Далее, следующий мотив по введению ЕГЭ. На всей территории страны мы выдавали и выдаем единообразный государственный документ об общем образовании. Но могли ли мы утверждать, что за этим документом стоял столь же едино-
образный уровень образования, если даже в двух соседних школах «пятерка» по математике или химии могла означать совершенно разную степень освоения учебного материала? Как тут быть? Это проблема, которая на самом деле стояла много лет, и которую смог снять именно Единый государственный экзамен. Предложите другой, помимо ЕГЭ и ОГЭ, инструмент для ее решения, и тогда давайте будем его обсуждать. 

Резюмирую: по меньшей мере две фундаментальные задачи – равнодоступность к качественному высшему образованию и единый объективный инструментарий оценки уровня школьных знаний – ЕГЭ решил.

Теперь по поводу депутатского законопроекта. На декларативном уровне предложение благородное: дадим детям еще один шанс на поступление в вуз год выпуска из школы. Но давайте посмот-рим, кто этот шанс будет оплачивать? Федерация, регион, родители? Это, на самом деле, недешевый сюжет – придется создавать еще один новый пакет измерительных экзаменационных материалов. А это дополнительная нагрузка на ФИПИ – Федеральный институт педагогических измерений, который сегодня и так работает на пределе. Это дополнительная нагрузка на пункты проведения экзаменов, а далее и на пункты обработки результатов. Это учителя, труд которых должен быть оплачен, и т.д. В законопроекте же о финансовом решении нет ни слова.
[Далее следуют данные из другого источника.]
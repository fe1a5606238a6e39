//! `-help` and `-version` text.
//!
//! The flag list is generated from the clap definition of [`Opt`], one entry
//! per flag in name order:
//!
//! ```text
//!   -mx string
//!     	MX record lookup. Domain name required
//! ```


use clap::{Arg, ArgAction, CommandFactory};

use crate::config::{Opt, PROGRAM_NAME, VERSION};

/// Full usage text printed by `-help`.
pub fn render_usage() -> String {
    let mut text = String::new();
    text.push_str("\nNAME\n");
    text.push_str(&format!("    {PROGRAM_NAME} - succinct DNS record retrieval\n\n"));
    text.push_str("SYNOPSIS\n");
    text.push_str(&format!("    {PROGRAM_NAME} [OPTION]\n"));
    text.push_str(&format!("    {PROGRAM_NAME} HOST|IP\n\n"));
    text.push_str("DESCRIPTION\n");
    text.push_str("    Looks up one kind of DNS record and prints one tab-separated line\n");
    text.push_str("    per record. A bare IP address is looked up as PTR, a bare host name\n");
    text.push_str("    as A. Errors are printed on standard output.\n\n");
    text.push_str(&render_flags());
    text.push('\n');
    text
}

/// Version line printed by `-version`.
pub fn render_version() -> String {
    format!("{PROGRAM_NAME} v {VERSION}")
}

fn render_flags() -> String {
    let command = Opt::command();
    let mut flags: Vec<&Arg> = command
        .get_arguments()
        .filter(|arg| !arg.is_positional() && !arg.is_hide_set())
        .collect();
    flags.sort_by(|a, b| a.get_long().cmp(&b.get_long()));

    let mut text = String::new();
    for arg in flags {
        let Some(name) = arg.get_long() else {
            continue;
        };
        let takes_value = !matches!(arg.get_action(), ArgAction::SetTrue | ArgAction::SetFalse);

        let mut entry = format!("  -{name}");
        if takes_value {
            if let Some(value_name) = arg.get_value_names().and_then(|names| names.first()) {
                entry.push_str(&format!(" {value_name}"));
            }
        }
        // One-letter switches keep their description on the same line
        if entry.len() <= 4 {
            entry.push('\t');
        } else {
            entry.push_str("\n    \t");
        }
        if let Some(help) = arg.get_help() {
            entry.push_str(&help.to_string());
        }
        if takes_value {
            if let Some(default) = arg.get_default_values().first() {
                entry.push_str(&format!(" (default {})", default.to_string_lossy()));
            }
        }
        text.push_str(&entry);
        text.push('\n');
    }
    text
}
//! Main application entry point (CLI binary).
//!
//! This is a thin wrapper around the `lookup` library that handles:
//! - Command-line argument parsing
//! - `-help` / `-version`
//! - Logger and resolver initialization
//! - Exit codes
//!
//! All lookup functionality is implemented in the library crate.

use std::io::{self, Write};
use std::process;

use anyhow::{Context, Result};
use clap::Parser;

use lookup::config::{normalize_args, EXIT_LOOKUP_FAILED};
use lookup::initialization::{init_logger_with, init_resolver};
use lookup::usage::{render_usage, render_version};
use lookup::{evaluate_exit_code, run, Config, HickoryBackend, Opt};

#[tokio::main]
async fn main() -> Result<()> {
    let opt = match Opt::try_parse_from(normalize_args(std::env::args_os())) {
        Ok(opt) => opt,
        Err(e) => {
            eprint!("{e}");
            eprint!("{}", render_usage());
            process::exit(EXIT_LOOKUP_FAILED);
        }
    };

    if opt.help {
        print!("{}", render_usage());
        return Ok(());
    }

    if opt.version {
        println!("{}", render_version());
        return Ok(());
    }

    let config = Config::from(opt);

    init_logger_with(config.log_level.clone().into(), config.log_format.clone())
        .context("Failed to initialize logger")?;

    let backend = HickoryBackend::new(init_resolver(config.timeout()));

    let mut stdout = io::stdout().lock();
    let report = run(&config, &backend, &mut stdout)
        .await
        .context("Failed to write lookup output")?;
    stdout.flush().context("Failed to flush output")?;

    let code = evaluate_exit_code(config.fail_on, &report);
    if code != 0 {
        process::exit(code);
    }
    Ok(())
}
//! Configuration constants.
//!
//! Defaults and the fixed messages that scripts parsing `lookup` output rely on.

/// Overall lookup deadline in seconds when `-timeout` is not given.
pub const DEFAULT_TIMEOUT_SECS: u64 = 3;

/// Program name used in usage, version and hint output.
pub const PROGRAM_NAME: &str = "lookup";

/// Crate version, printed by `-version`.
pub const VERSION: &str = env!("CARGO_PKG_VERSION");

/// Printed when no lookup mode was selected.
pub const NO_QUERY_HINT: &str = "Try \"lookup -help\"";

/// Printed when an SRV lookup is missing its service or protocol.
pub const SRV_ARGUMENTS_REQUIRED: &str = "service (-s), protocol (-p) and domain (-d) required";

/// Printed when the lookup deadline elapses.
pub const TIMEOUT_MESSAGE: &str = "timeout";

/// Reason shown for NXDOMAIN and empty answers, as platform resolvers word it.
pub const NO_SUCH_HOST: &str = "no such host";

/// Reason shown when `-ptr` is given something that is not an IP address.
pub const UNRECOGNIZED_ADDRESS: &str = "unrecognized address";

/// Reason shown when `-p` names a protocol SRV records are not published for.
pub const UNSUPPORTED_PROTOCOL: &str = "unsupported protocol";

/// Exit code for lookup failures under `-fail-on error`, and for bad arguments.
pub const EXIT_LOOKUP_FAILED: i32 = 2;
И для меня здесь возникает еще один важный вопрос – это вопрос неравенства. Опять мы богатым даем этот дополнительный шанс, а бедные могут его не получить? Например, я сдал ЕГЭ, результат мне не нравится, хочу сдать лучше, – и я ищу репетитора. В крупных городах в летний сезон репетитора можно найти за дополнительные деньги, а что делать ребятам из сельской местности? Там и репетиторов нет, и денег лишних у семей нет. Поэтому мы этим ходом опять можем усилить неравенство в сфере образования, поставив семьи в очередную зависимость от дохода и места жительства. Поэтому я – не сторонник этого законопроекта.

В целом, каким вы видите дальнейшее совершенствование технологии ЕГЭ, или на данный момент оптимальный баланс в реализации этой модели оценивания достигнут?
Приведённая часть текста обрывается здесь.